4. MS has an asset limit of 3000 for Medicaid. The people not on foodstamps and medicaid have the ability to save money, the people on foodstamps and medicaid don't.
5. I think in MS you have to be a child, elderly, pregnant or disabled to qualify for health benefits, meaning one or both parents might not qualify in this person's scenario. I am not 100% sure of this, but if true it makes the numbers even more deceptive
6. It's generally not easy to take advantage of all benefits you may qualify for under law. Judging by the amount of research that went into the other numbers (/s), I would also expect a typical family does not qualify for some of the other benefits listed if we read the fine print.

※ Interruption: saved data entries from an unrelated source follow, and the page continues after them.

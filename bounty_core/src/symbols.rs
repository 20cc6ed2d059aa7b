use std::{fmt, str::FromStr};

use rand::{rngs::OsRng, seq::SliceRandom, CryptoRng, Rng, SeedableRng};
use rand_chacha::ChaCha20Rng;
use serde::{Deserialize, Serialize};
use tracing::info;

use crate::{error::EngineError, paytable::Paytable};

pub const REELS_COUNT: usize = 5;
pub const VISIBLE_ROWS: usize = 3;
pub const DEFAULT_STRIP_LENGTH: usize = 100;

/// Visible window of one spin, indexed `grid[row][reel]`.
pub type Grid = [[Symbol; REELS_COUNT]; VISIBLE_ROWS];

#[derive(Debug, Clone, Copy, Serialize, Deserialize, PartialEq, Eq, Hash, PartialOrd, Ord)]
#[serde(rename_all = "SCREAMING_SNAKE_CASE")]
pub enum Symbol {
    Whiskey,
    Boots,
    Badge,
    Gold,
    Wanted,
    Wild,
    Scatter,
}

impl Symbol {
    pub const ALL: [Symbol; 7] = [
        Symbol::Whiskey,
        Symbol::Boots,
        Symbol::Badge,
        Symbol::Gold,
        Symbol::Wanted,
        Symbol::Wild,
        Symbol::Scatter,
    ];

    pub fn id(self) -> &'static str {
        match self {
            Symbol::Whiskey => "WHISKEY",
            Symbol::Boots => "BOOTS",
            Symbol::Badge => "BADGE",
            Symbol::Gold => "GOLD",
            Symbol::Wanted => "WANTED",
            Symbol::Wild => "WILD",
            Symbol::Scatter => "SCATTER",
        }
    }

}

impl fmt::Display for Symbol {
    fn fmt(&self, f: &mut fmt::Formatter<'_>) -> fmt::Result {
        f.write_str(self.id())
    }
}

impl FromStr for Symbol {
    type Err = EngineError;

    fn from_str(s: &str) -> Result<Self, Self::Err> {
        Self::ALL
            .into_iter()
            .find(|sym| sym.id() == s)
            .ok_or_else(|| EngineError::UnknownSymbol(s.to_string()))
    }
}

/// The physical layout of the five reels. Fixed once at startup; every spin
/// reads its window from these strips. Only built through the constructors
/// below, so there are always `REELS_COUNT` non-empty strips.
#[derive(Debug, Clone, PartialEq, Eq, Serialize)]
pub struct ReelsConfig {
    strips: Vec<Vec<Symbol>>,
}

impl ReelsConfig {
    /// Builds strips by sampling with replacement from the weighted pool of
    /// `paytable`, using the operating system's CSPRNG.
    pub fn from_entropy(paytable: &Paytable, strip_length: usize) -> Result<Self, EngineError> {
        Self::build(paytable, strip_length, &mut OsRng)
    }

    /// Reproducible strips for tests and audits.
    pub fn from_seed(paytable: &Paytable, strip_length: usize, seed: u64) -> Result<Self, EngineError> {
        Self::build(paytable, strip_length, &mut ChaCha20Rng::seed_from_u64(seed))
    }

    pub fn build<R: Rng + CryptoRng>(
        paytable: &Paytable,
        strip_length: usize,
        rng: &mut R,
    ) -> Result<Self, EngineError> {
        if strip_length == 0 {
            return Err(EngineError::InvalidReels("strip length must be positive".into()));
        }
        let pool = paytable.weighted_pool();
        if pool.is_empty() {
            return Err(EngineError::InvalidReels("paytable has no weighted symbols".into()));
        }
        let strips = (0..REELS_COUNT)
            .map(|_| {
                (0..strip_length)
                    .filter_map(|_| pool.choose(&mut *rng).copied())
                    .collect::<Vec<_>>()
            })
            .collect();
        info!(strip_length, pool = pool.len(), "built reel strips");
        Ok(Self { strips })
    }

    /// Accepts externally supplied strips (e.g. the ones a server published)
    /// after checking their shape.
    pub fn from_strips(strips: Vec<Vec<Symbol>>) -> Result<Self, EngineError> {
        if strips.len() != REELS_COUNT {
            return Err(EngineError::InvalidReels(format!(
                "expected {REELS_COUNT} strips, got {}",
                strips.len()
            )));
        }
        if strips.iter().any(|s| s.is_empty()) {
            return Err(EngineError::InvalidReels("empty reel strip".into()));
        }
        Ok(Self { strips })
    }

    pub fn strips(&self) -> &[Vec<Symbol>] {
        &self.strips
    }

    pub fn reel_strip(&self, reel: usize) -> Option<&[Symbol]> {
        self.strips.get(reel).map(Vec::as_slice)
    }

    /// Reads the visible window for the given stop positions, wrapping
    /// around each strip's end.
    pub fn window(&self, stops: [usize; REELS_COUNT]) -> Grid {
        let mut grid: Grid = [[Symbol::Whiskey; REELS_COUNT]; VISIBLE_ROWS];
        for (reel, strip) in self.strips.iter().enumerate().take(REELS_COUNT) {
            for (row, line) in grid.iter_mut().enumerate() {
                line[reel] = strip[(stops[reel] + row) % strip.len()];
            }
        }
        grid
    }
}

Something interesting - As mentioned by posters above, Medicaid is the large benefit and has kind of all or nothing switch right now. In the future, (2014) under the Affordable Care Act, that will not be the case anymore. The annual premium for a family of for in a low cost area will be about $950 when they just fall off Medicaid (though with potential max out of pocket of 4000), which will make the benefit transition when changing incomes much smoother.
That article is hysterically bad. It would actually take me a long time to fully explore how ridiculous it is. Not really worth the time since everyone can see it.
One could also point out things like the fact that the $60k worker ends up with $34k in cash per year, whereas the minimum wage worker ends up with what, $8k in cash, plus the value of certain benefits?
Glaringly, the benefits of retirement savings options ($60k worker could contribute to a Roth and 401k), and the value of social security benefits are left out.
I'm sure many people who have read this article have had the same experience as me-- I've lived on around $14k per year, and I've lived on around $60k per year. I don't need some sort of amateur style propaganda piece to tell me which is better.
The article seems skewed to me in attempt to show the propensity of "workers of the system" to launch all they can get.
(Which in many cases is true).
Let's say you qualified for a rental assistance apartment. In many scenarios, the tenant will pay 30% of their adjusted monthly gross income, or 10% of the gross income whichever is larger. In almost every case, we charge 30% of AGMI. Now that means Uncle Sugar is paying the other 70%, plus the following utility allowances: $65.00 per month on a 2BR, and $46.00 a month on a 1BR. How would you like someone to pay 70% of your housing cost and a large enough chunk of your electric bill, even enough that the monthly bill comes out as nearly a wash? Nice benefit if you can get it--right?
Taking that in your pocket, now go and get all your groceries paid for in food stamps. Get the SNAP card or whatever they call it where you live. If you are income qual--get the Medicaid and get yourself and all your kids paid for at the doctor's office, nonetheless of what you need it's on Uncle and the State. Not bad? Ok get laid off your job at McDonald's job or Butterball Turkey clean up, and simply walk in to the on site apartment manager and request a recalculation and recertification on your rent amount as you now have lost your job. No money now? No problem as your going to the state unemployment office and sign up for a check. Now you got money and everything else is free except the cable TV you have. No getting up to go to work, free rent, utilities, food, and health care.
Yeah the article is skewed, but you can find some truth if you look. Like people living in $500.00 a month apartments and paying a tenant contribution of $25.